The Big Ten’s desire to hold its conference tournament at Madison Square Garden led to it being played a week earlier than normal. The result was a compressed regular-season schedule and, now, a significant layoff until postseason play resumes.

First-year Ohio State coach Chris Holtmann has said he would reach out to Gregg Marshall, Wichita State’s coach, for advice on how to handle the time off. He has also spoken with Brad Stevens, coach of the Boston Celtics, who used to coach at Butler and also had to deal with such a situation.

The Buckeyes will now look for a blend of rest and development that will have them energized to resume play and not rusty. Practices are going to involve intra-team scrimmaging, Holtmann has said, with starters and reserves equally represented.

Finding passion to work might not be hard after the loss to the Nittany Lions.

“We’ve got to keep this anger for the next couple of weeks,” junior Keita Bates-Diop said. “The tournament is going to be close games like that, so when we learn from our mistakes the last four minutes and break it down then we can come out on top.”

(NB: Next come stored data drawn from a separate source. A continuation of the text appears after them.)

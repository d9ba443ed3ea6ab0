//! Gateway adapter trait and configuration-time selection

use crate::error::{GatewayError, GatewayResult};
use crate::providers::{
    GlobalCollectConfig, GlobalCollectGateway, PayDollarConfig, PayDollarGateway,
};
use crate::reference::DetailsReference;
use crate::sanitize::SanitizedResponse;
use crate::types::{PaymentIntent, TransactionResult};
use chrono::{DateTime, Utc};
use http::header::{CONTENT_TYPE, HeaderValue};
use http::HeaderMap;
use serde::Deserialize;
use std::fmt;

/// One caller-facing operation
#[derive(Debug, Clone, Copy)]
pub enum GatewayRequest<'a> {
    /// Authorize and capture immediately
    Purchase(&'a PaymentIntent),
    /// Authorize only
    Authorize(&'a PaymentIntent),
    /// Prepare a hosted payment page and return its action URL
    HostedPurchase(&'a PaymentIntent),
    /// Look up the outcome of a hosted payment
    FetchStatus(&'a DetailsReference),
}

impl<'a> GatewayRequest<'a> {
    /// Operation name for logs and errors
    pub fn operation(&self) -> &'static str {
        match self {
            Self::Purchase(_) => "purchase",
            Self::Authorize(_) => "authorize",
            Self::HostedPurchase(_) => "hosted purchase",
            Self::FetchStatus(_) => "fetch status",
        }
    }

    /// Intent carried by payment operations
    pub fn intent(&self) -> Option<&'a PaymentIntent> {
        match *self {
            Self::Purchase(intent) | Self::Authorize(intent) | Self::HostedPurchase(intent) => {
                Some(intent)
            }
            Self::FetchStatus(_) => None,
        }
    }
}

impl fmt::Display for GatewayRequest<'_> {
    fn fmt(&self, f: &mut fmt::Formatter<'_>) -> fmt::Result {
        f.write_str(self.operation())
    }
}

/// Provider-native request body
#[derive(Debug, Clone)]
pub struct EncodedRequest {
    /// Body text
    pub body: String,
    /// Content type of the body
    pub content_type: &'static str,
}

impl EncodedRequest {
    pub fn new(body: String, content_type: &'static str) -> Self {
        Self { body, content_type }
    }

    /// Headers to send with the body
    pub fn headers(&self) -> HeaderMap {
        let mut headers = HeaderMap::new();
        headers.insert(CONTENT_TYPE, HeaderValue::from_static(self.content_type));
        headers
    }
}

/// Encode/interpret capability of one payment gateway
///
/// Implement this trait for each processor. Both halves are pure: encoding
/// validates the request and builds the body, interpreting classifies a
/// sanitized response. Network access belongs to the
/// [`Transport`](crate::Transport).
pub trait GatewayAdapter: Send + Sync {
    /// Get gateway name
    fn name(&self) -> &'static str;

    /// Endpoint for the configured mode (test or live)
    fn endpoint(&self) -> &str;

    /// Is test/sandbox mode
    fn is_test(&self) -> bool;

    /// Validate and encode a request
    fn encode(&self, request: &GatewayRequest<'_>, now: DateTime<Utc>)
    -> GatewayResult<EncodedRequest>;

    /// Classify a sanitized response. Everything the classification needs
    /// is in the response itself.
    fn interpret(&self, response: &SanitizedResponse) -> GatewayResult<TransactionResult>;

    /// Error for operations the gateway does not offer
    fn unsupported(&self, request: &GatewayRequest<'_>) -> GatewayError {
        GatewayError::UnsupportedOperation {
            gateway: self.name(),
            operation: request.operation(),
        }
    }
}

/// Gateway selected from configuration
#[derive(Debug, Clone)]
pub enum Adapter {
    GlobalCollect(GlobalCollectGateway),
    PayDollar(PayDollarGateway),
}

impl Adapter {
    fn inner(&self) -> &dyn GatewayAdapter {
        match self {
            Self::GlobalCollect(gateway) => gateway,
            Self::PayDollar(gateway) => gateway,
        }
    }
}

impl GatewayAdapter for Adapter {
    fn name(&self) -> &'static str {
        self.inner().name()
    }

    fn endpoint(&self) -> &str {
        self.inner().endpoint()
    }

    fn is_test(&self) -> bool {
        self.inner().is_test()
    }

    fn encode(
        &self,
        request: &GatewayRequest<'_>,
        now: DateTime<Utc>,
    ) -> GatewayResult<EncodedRequest> {
        self.inner().encode(request, now)
    }

    fn interpret(&self, response: &SanitizedResponse) -> GatewayResult<TransactionResult> {
        self.inner().interpret(response)
    }
}

impl From<GatewayConfig> for Adapter {
    fn from(config: GatewayConfig) -> Self {
        match config {
            GatewayConfig::GlobalCollect(config) => {
                Self::GlobalCollect(GlobalCollectGateway::new(config))
            }
            GatewayConfig::PayDollar(config) => Self::PayDollar(PayDollarGateway::new(config)),
        }
    }
}

/// Gateway configuration, tagged by `provider`
///
/// ```json
/// { "provider": "pay_dollar", "merchant_id": "1", "success_url": "...",
///   "fail_url": "...", "error_url": "...", "test_mode": false }
/// ```
#[derive(Debug, Clone, Deserialize)]
#[serde(tag = "provider", rename_all = "snake_case")]
pub enum GatewayConfig {
    GlobalCollect(GlobalCollectConfig),
    PayDollar(PayDollarConfig),
}

impl GatewayConfig {
    /// Parse from JSON
    pub fn from_json(json: &str) -> GatewayResult<Self> {
        Ok(serde_json::from_str(json)?)
    }

    /// Load from environment variables for the named provider
    /// (`global_collect` or `pay_dollar`)
    pub fn from_env(provider: &str) -> GatewayResult<Self> {
        match provider {
            "global_collect" => Ok(Self::GlobalCollect(GlobalCollectConfig::from_env()?)),
            "pay_dollar" => Ok(Self::PayDollar(PayDollarConfig::from_env()?)),
            other => Err(GatewayError::Config(format!("Unknown provider: {}", other))),
        }
    }
}

/// Parse a boolean environment flag (`1`/`true`)
pub(crate) fn env_flag(name: &str) -> Option<bool> {
    std::env::var(name)
        .ok()
        .map(|v| v == "1" || v.to_lowercase() == "true")
}

/// Read a required environment variable
pub(crate) fn env_required(name: &str) -> GatewayResult<String> {
    std::env::var(name).map_err(|_| GatewayError::Config(format!("{} not set", name)))
}

pub(crate) fn default_test_mode() -> bool {
    true
}

#[cfg(test)]
mod tests {
    use super::*;

    #[test]
    fn test_config_from_json_pay_dollar() {
        let config = GatewayConfig::from_json(
            r#"{
                "provider": "pay_dollar",
                "merchant_id": "abc123",
                "success_url": "http://example.com/success",
                "fail_url": "http://example.com/fail",
                "error_url": "http://example.com/error"
            }"#,
        )
        .unwrap();

        let adapter = Adapter::from(config);
        assert_eq!(adapter.name(), "paydollar");
        assert!(adapter.is_test());
        assert!(adapter.endpoint().contains("test.paydollar.com"));
    }

    #[test]
    fn test_config_from_json_global_collect_live() {
        let config = GatewayConfig::from_json(
            r#"{ "provider": "global_collect", "merchant_id": "4567", "test_mode": false }"#,
        )
        .unwrap();

        let adapter = Adapter::from(config);
        assert_eq!(adapter.name(), "globalcollect");
        assert!(!adapter.is_test());
        assert_eq!(adapter.endpoint(), "https://ps.gcsip.com/wdl/wdl");
    }

    #[test]
    fn test_config_unknown_provider() {
        let err = GatewayConfig::from_json(r#"{ "provider": "stripe" }"#).unwrap_err();
        assert!(matches!(err, GatewayError::Config(_)));

        let err = GatewayConfig::from_env("stripe").unwrap_err();
        assert!(matches!(err, GatewayError::Config(_)));
    }

    #[test]
    fn test_encoded_request_headers() {
        let request = EncodedRequest::new("a=b".into(), "application/x-www-form-urlencoded");
        let headers = request.headers();
        assert_eq!(
            headers.get(CONTENT_TYPE).unwrap(),
            "application/x-www-form-urlencoded"
        );
    }
}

The off time comes in contrast to what the Buckeyes endured at times. After at one point playing five games in 11 days, Ohio State will play one game in the span of either 20 or 21 days after closing the regular season Feb. 23 at Indiana.

The nature of the Penn State loss had the attention of the Buckeyes as they prepared to wait nine days to learn their next opponent.

“The great thing is we get a chance to practice and hopefully get a little bit better and rest,” Holtmann said. “We’ve got something to play for. How many teams right now can say that? That’s the bright side to this.”